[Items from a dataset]
//! Client-side shopping cart.
//!
//! [`CartAggregator`] owns the ordered line sequence for one session. It is
//! constructed once, restored from a [`CartStore`], and passed by reference
//! to whatever needs it. Every mutation rewrites the full snapshot to the
//! store, so a crash loses at most the operation in flight. The cart's
//! monetary total always fits in a `Decimal`: mutations that would push it
//! out of range are refused.
//!
//! # Example
//!
//! ```rust
//! use parfum_core::CurrencyCode;
//! use parfum_storefront::cart::{CartAggregator, LineItem, MemoryCartStore};
//! use rust_decimal::Decimal;
//!
//! # fn main() -> Result<(), Box<dyn std::error::Error>> {
//! let mut cart = CartAggregator::restore(MemoryCartStore::new(), CurrencyCode::IDR)?;
//! cart.add(LineItem::new("A", "bottle", "Aventus", Decimal::new(500_000, 0), 1))?;
//! cart.add(LineItem::new("A", "bottle", "Aventus", Decimal::new(500_000, 0), 2))?;
//!
//! assert_eq!(cart.len(), 1);
//! assert_eq!(cart.totals().item_count, 3);
//! # Ok(())
//! # }
//! ```

mod item;
mod store;
mod totals;

pub use item::LineItem;
pub use store::{CartStore, CartStoreError, FileCartStore, MemoryCartStore};
pub use totals::{CartTotals, item_count, total_amount};

use thiserror::Error;
use tracing::{debug, error, warn};

use rust_decimal::Decimal;

use parfum_core::{CurrencyCode, Price, ProductId, VariantKey};

/// Why a cart mutation was refused or not persisted.
#[derive(Debug, Error)]
pub enum CartError {
    /// The resulting total would not fit in a `Decimal`.
    #[error("Cart total exceeds the representable amount")]
    AmountOverflow,

    #[error(transparent)]
    Store(#[from] CartStoreError),
}

/// Owner of the session's cart lines.
#[derive(Debug)]
pub struct CartAggregator<S> {
    items: Vec<LineItem>,
    currency: CurrencyCode,
    store: S,
}

impl<S: CartStore> CartAggregator<S> {
    /// Restore the cart from `store`.
    ///
    /// A missing snapshot yields an empty cart. A corrupt snapshot is logged
    /// and also yields an empty cart; the next mutation overwrites it. So
    /// does a snapshot whose total cannot be represented. Restored lines
    /// are normalized: duplicate keys are merged in first-seen order and
    /// zero quantities are lifted to 1.
    ///
    /// # Errors
    ///
    /// Returns an error if the store cannot be read at all.
    pub fn restore(store: S, currency: CurrencyCode) -> Result<Self, CartStoreError> {
        let items = match store.load() {
            Ok(Some(items)) => {
                let items = normalize(items);
                if total_amount(&items).is_none() {
                    warn!(
                        lines = items.len(),
                        "Discarding cart snapshot with unrepresentable total"
                    );
                    Vec::new()
                } else {
                    items
                }
            }
            Ok(None) => Vec::new(),
            Err(CartStoreError::Corrupt(reason)) => {
                warn!(%reason, "Discarding unreadable cart snapshot");
                Vec::new()
            }
            Err(e) => return Err(e),
        };

        debug!(lines = items.len(), "Cart restored");

        Ok(Self {
            items,
            currency,
            store,
        })
    }

    /// Add a line, merging into an existing line with the same key.
    ///
    /// Merging increments the existing quantity (saturating); otherwise the
    /// line is appended at the end. Stock ceilings are not applied here.
    ///
    /// # Errors
    ///
    /// Returns `CartError::AmountOverflow`, leaving the cart unchanged, if
    /// the new total would not be representable. Returns `CartError::Store`
    /// if the snapshot could not be persisted; the in-memory cart has
    /// already been updated in that case.
    pub fn add(&mut self, item: LineItem) -> Result<(), CartError> {
        let mut next = self.items.clone();
        if let Some(existing) = next
            .iter_mut()
            .find(|line| line.matches(&item.product_id, &item.variant))
        {
            existing.quantity = existing.quantity.saturating_add(item.quantity);
            debug!(
                product_id = %item.product_id,
                variant = %item.variant,
                quantity = existing.quantity,
                "Merged cart line"
            );
        } else {
            debug!(product_id = %item.product_id, variant = %item.variant, "Appended cart line");
            let mut item = item;
            item.quantity = item.quantity.max(1);
            next.push(item);
        }
        self.commit(next)
    }

    /// Remove the line with the given key. Absent keys are a no-op.
    ///
    /// # Errors
    ///
    /// Returns an error if the snapshot could not be persisted, or if the
    /// remaining lines' total would not be representable.
    pub fn remove(
        &mut self,
        product_id: &ProductId,
        variant: &VariantKey,
    ) -> Result<(), CartError> {
        if self.get(product_id, variant).is_none() {
            return Ok(());
        }
        let next = self
            .items
            .iter()
            .filter(|line| !line.matches(product_id, variant))
            .cloned()
            .collect();
        self.commit(next)
    }

    /// Set a line's quantity to `max(1, quantity)`. Absent keys are a no-op.
    ///
    /// # Errors
    ///
    /// Returns `CartError::AmountOverflow`, leaving the cart unchanged, if
    /// the new total would not be representable, or `CartError::Store` if
    /// the snapshot could not be persisted.
    pub fn set_quantity(
        &mut self,
        product_id: &ProductId,
        variant: &VariantKey,
        quantity: i64,
    ) -> Result<(), CartError> {
        let mut next = self.items.clone();
        let Some(line) = next
            .iter_mut()
            .find(|line| line.matches(product_id, variant))
        else {
            return Ok(());
        };
        line.quantity = u32::try_from(quantity.max(1)).unwrap_or(u32::MAX);
        self.commit(next)
    }

    /// Remove every line.
    ///
    /// # Errors
    ///
    /// Returns an error if the snapshot could not be persisted.
    pub fn clear(&mut self) -> Result<(), CartError> {
        self.items.clear();
        Ok(self.persist()?)
    }

    /// A detached copy of the current lines.
    #[must_use]
    pub fn snapshot(&self) -> Vec<LineItem> {
        self.items.clone()
    }

    /// Borrow the current lines.
    #[must_use]
    pub fn items(&self) -> &[LineItem] {
        &self.items
    }

    /// Look up one line.
    #[must_use]
    pub fn get(&self, product_id: &ProductId, variant: &VariantKey) -> Option<&LineItem> {
        self.items
            .iter()
            .find(|line| line.matches(product_id, variant))
    }

    /// Number of distinct lines.
    #[must_use]
    pub fn len(&self) -> usize {
        self.items.len()
    }

    /// Whether the cart has no lines.
    #[must_use]
    pub fn is_empty(&self) -> bool {
        self.items.is_empty()
    }

    /// Store currency all line prices are expressed in.
    #[must_use]
    pub const fn currency(&self) -> CurrencyCode {
        self.currency
    }

    /// Item count and total, recomputed from the current lines.
    #[must_use]
    pub fn totals(&self) -> CartTotals {
        CartTotals {
            item_count: item_count(&self.items),
            // Every accepted mutation keeps the sum in range.
            total: Price::new(
                total_amount(&self.items).unwrap_or(Decimal::MAX),
                self.currency,
            ),
        }
    }

    /// Borrow the backing store.
    #[must_use]
    pub const fn store(&self) -> &S {
        &self.store
    }

    /// Replace the lines with `next` if its total is representable, then
    /// persist.
    fn commit(&mut self, next: Vec<LineItem>) -> Result<(), CartError> {
        if total_amount(&next).is_none() {
            warn!(
                lines = next.len(),
                "Refusing cart change with unrepresentable total"
            );
            return Err(CartError::AmountOverflow);
        }
        self.items = next;
        Ok(self.persist()?)
    }

    fn persist(&self) -> Result<(), CartStoreError> {
        self.store.save(&self.items).inspect_err(|e| {
            error!(error = %e, lines = self.items.len(), "Failed to persist cart");
        })
    }
}

fn normalize(items: Vec<LineItem>) -> Vec<LineItem> {
    let mut merged: Vec<LineItem> = Vec::with_capacity(items.len());
    for mut item in items {
        item.quantity = item.quantity.max(1);
        if let Some(existing) = merged
            .iter_mut()
            .find(|line| line.matches(&item.product_id, &item.variant))
        {
            existing.quantity = existing.quantity.saturating_add(item.quantity);
        } else {
            merged.push(item);
        }
    }
    merged
}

Instructions to follow: All lines above that contain the word "CurrencyCode" are to be copied.

Reply to the task:
//! use parfum_core::CurrencyCode;
//! let mut cart = CartAggregator::restore(MemoryCartStore::new(), CurrencyCode::IDR)?;
use parfum_core::{CurrencyCode, Price, ProductId, VariantKey};
    currency: CurrencyCode,
    pub fn restore(store: S, currency: CurrencyCode) -> Result<Self, CartStoreError> {
    pub const fn currency(&self) -> CurrencyCode {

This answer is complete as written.